Tuesday, January 2, 2018

China Stops Accepting Paper For Recycling, From the U.S., Because It Has Your Food Still On It.

Mountains of U.S. recycling pile up as China restricts imports

After you collect your cans, bottles and paper, then put them out by the curb, do you ever think about where everything goes after the truck picks things up? Largely, it goes to China. Every day, nearly 4,000 shipping containers full of recyclables leave U.S. ports bound for China.
 From article, (After you collect your cans, bottles and paper, then put them out by the curb, do you ever think about where everything goes after the truck picks things up? Largely, it goes to China.
 Every day, nearly 4,000 shipping containers full of recyclables leave U.S. ports bound for China. China sends the U.S. toys, clothes and electronics; in return, some of America’s largest exports back are paper, plastic and aluminum.
 But that equation is changing as of Jan. 1 — China is enforcing its new “National Sword” policy, which bans 24 types of solid waste, including various plastics and unsorted mixed papers, and sets a much tougher standard for contamination levels.
China notified the World Trade Organization about the ban in July, essentially saying the country would no longer act as the world’s trash dump. Currently, China consumes 55% of the world’s scrap paper and is a major destination for other recyclables.

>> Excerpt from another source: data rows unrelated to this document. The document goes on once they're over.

//! Page fetch scheduling.
//!
//! - `FetchScheduler` - Idle/Fetching state machine fed by scroll and viewer signals
//! - `Debouncer` - Deadline-based coalescing of bursty signals

pub mod debounce;
pub mod scheduler;

pub use debounce::Debouncer;
pub use scheduler::*;
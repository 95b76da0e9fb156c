use std::fmt;

use xxhash_rust::xxh3::xxh3_64;

use super::media_item::Record;

/// Ordering key understood by the remote service.
#[derive(Debug, Clone, Copy, PartialEq, Eq, Hash, Default)]
pub enum OrderKey {
    #[default]
    CreatedAt,
    Random,
}

impl OrderKey {
    pub fn as_str(self) -> &'static str {
        match self {
            Self::CreatedAt => "created_at",
            Self::Random => "random",
        }
    }
}

#[derive(Debug, Clone, Copy, PartialEq, Eq, Hash, Default)]
pub enum SortDirection {
    Asc,
    #[default]
    Desc,
}

impl SortDirection {
    pub fn as_str(self) -> &'static str {
        match self {
            Self::Asc => "asc",
            Self::Desc => "desc",
        }
    }

    pub fn flipped(self) -> Self {
        match self {
            Self::Asc => Self::Desc,
            Self::Desc => Self::Asc,
        }
    }
}

/// Media-type filter. `All` sends no filter at all.
#[derive(Debug, Clone, Copy, PartialEq, Eq, Hash, Default)]
pub enum Category {
    #[default]
    All,
    Image,
    Video,
}

impl Category {
    /// Value for the `type` query parameter, `None` for no filter.
    pub fn as_filter(self) -> Option<&'static str> {
        match self {
            Self::All => None,
            Self::Image => Some("image"),
            Self::Video => Some("video"),
        }
    }
}

/// Everything that scopes one Collection: changing any field starts over from page 1.
#[derive(Debug, Clone, Copy, PartialEq, Eq, Hash, Default)]
pub struct QueryIdentity {
    pub order: OrderKey,
    pub direction: SortDirection,
    pub category: Category,
    /// Only meaningful for random order; fixed for the session.
    pub seed: Option<u64>,
}

impl QueryIdentity {
    /// Fast, stable cache key for keyed collection storage.
    pub fn cache_key(&self) -> QueryKey {
        let mut buf = Vec::with_capacity(48);
        buf.extend_from_slice(self.order.as_str().as_bytes());
        buf.push(0);
        buf.extend_from_slice(self.direction.as_str().as_bytes());
        buf.push(0);
        buf.extend_from_slice(self.category.as_filter().unwrap_or("all").as_bytes());
        buf.push(0);
        match self.seed {
            Some(seed) => buf.extend_from_slice(&seed.to_le_bytes()),
            None => buf.push(0xff),
        }
        QueryKey(xxh3_64(&buf))
    }
}

impl fmt::Display for QueryIdentity {
    fn fmt(&self, f: &mut fmt::Formatter<'_>) -> fmt::Result {
        write!(
            f,
            "{}/{}/{}",
            self.order.as_str(),
            self.direction.as_str(),
            self.category.as_filter().unwrap_or("all")
        )?;
        if let Some(seed) = self.seed {
            write!(f, "/seed={}", seed)?;
        }
        Ok(())
    }
}

/// Hashed form of a [`QueryIdentity`].
#[derive(Debug, Clone, Copy, PartialEq, Eq, Hash, PartialOrd, Ord)]
pub struct QueryKey(pub u64);

/// One server-fetched batch of records plus pagination metadata.
#[derive(Debug, Clone, PartialEq)]
pub struct Page {
    pub records: Vec<Record>,
    pub page_number: u32,
    pub total_records: u64,
    pub total_pages: u32,
    pub next_page: Option<u32>,
    pub prev_page: Option<u32>,
}

impl Page {
    pub fn is_last(&self) -> bool {
        self.next_page.is_none()
    }
}

/// Aggregate counts reported by the service.
#[derive(Debug, Clone, Copy, PartialEq, Eq, Default)]
pub struct Stats {
    pub count: u64,
    pub image_count: u64,
    pub video_count: u64,
    pub favorite_count: u64,
}


#[cfg(test)]
mod tests {
    use super::*;

    #[test]
    fn test_cache_key_stable() {
        let query = QueryIdentity::default();
        assert_eq!(query.cache_key(), query.cache_key());
    }

    #[test]
    fn test_cache_key_changes_per_field() {
        let base = QueryIdentity::default();
        let variants = [
            QueryIdentity {
                order: OrderKey::Random,
                ..base
            },
            QueryIdentity {
                direction: SortDirection::Asc,
                ..base
            },
            QueryIdentity {
                category: Category::Video,
                ..base
            },
            QueryIdentity {
                seed: Some(42),
                ..base
            },
        ];
        for variant in variants {
            assert_ne!(variant.cache_key(), base.cache_key(), "{}", variant);
        }
    }

    #[test]
    fn test_display() {
        let query = QueryIdentity {
            order: OrderKey::Random,
            direction: SortDirection::Desc,
            category: Category::Image,
            seed: Some(1_700_000_000),
        };
        assert_eq!(query.to_string(), "random/desc/image/seed=1700000000");
    }
}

 The National Sword policy follows China’s “Green Fence,” a 10-month policy the country enacted five years ago, which set initial standards for lower contamination levels for recycling.
The ban will undoubtedly hurt recycling operators in China that rely on the import of raw materials. But delivering a cleaner China is paramount for Communist Party politicians.
The National Sword is also already being felt throughout the U.S. About a 45-minute drive west of Boston in the city of Westborough, Massachusetts, bales of paper are stacking up in a parking lot.
“We’re looking at 150 to 200 tractor trailer loads of paper. It’s stacked approximately 12 feet high, and it goes for quite a distance,” says Ben Harvey, president of E.L. Harvey & Sons, a family-run business since 1911. 
To be clear: This situation is not normal.
“No, our business is to bring it in, process it and move it out as quickly as we can,” says Harvey.
Harvey can’t sell the 2,000-pound bales to China because the contamination levels — the trash that’s accidentally mixed in, something like the remnants of a greasy pizza box that gets thrown in with the recycling — almost certainly exceed China’s rigorous new standards. If he had continued putting bales on ships a few weeks ago, they wouldn't have reached China until the ban would've already been in effect on Jan. 1. 
Harvey is hoping that China and the U.S. can work out a deal or he can find other processing mills in Vietnam or Thailand. Selling the material in the U.S. simply isn’t an option.“Because everything was going offshore, the mills have been slow to develop in the United States to handle this material,” Harvey says. “With the tightness in the marketplace, there might be mills that will be built, but that takes four to five to six years to put in a mill that will handle the capacity that we’re currently looking at.”
In the meantime, he’s growing increasingly concerned as the bales of paper take over more and more of his parking lot.
“If this stuff doesn’t move, and we don’t know what to do with it, we can’t keep it forever," he says. "At some point, it’s going to start to degrade. The other thing that could happen is that if we can’t find outlets — and I’m not talking about just E.L. Harvey & Sons, I’m talking about the industry as a whole — we’re going to stop bringing material into our facilities. And that’s going to impact recycling programs throughout the country.”
In other words, trucks could stop collecting our curbside recycling.)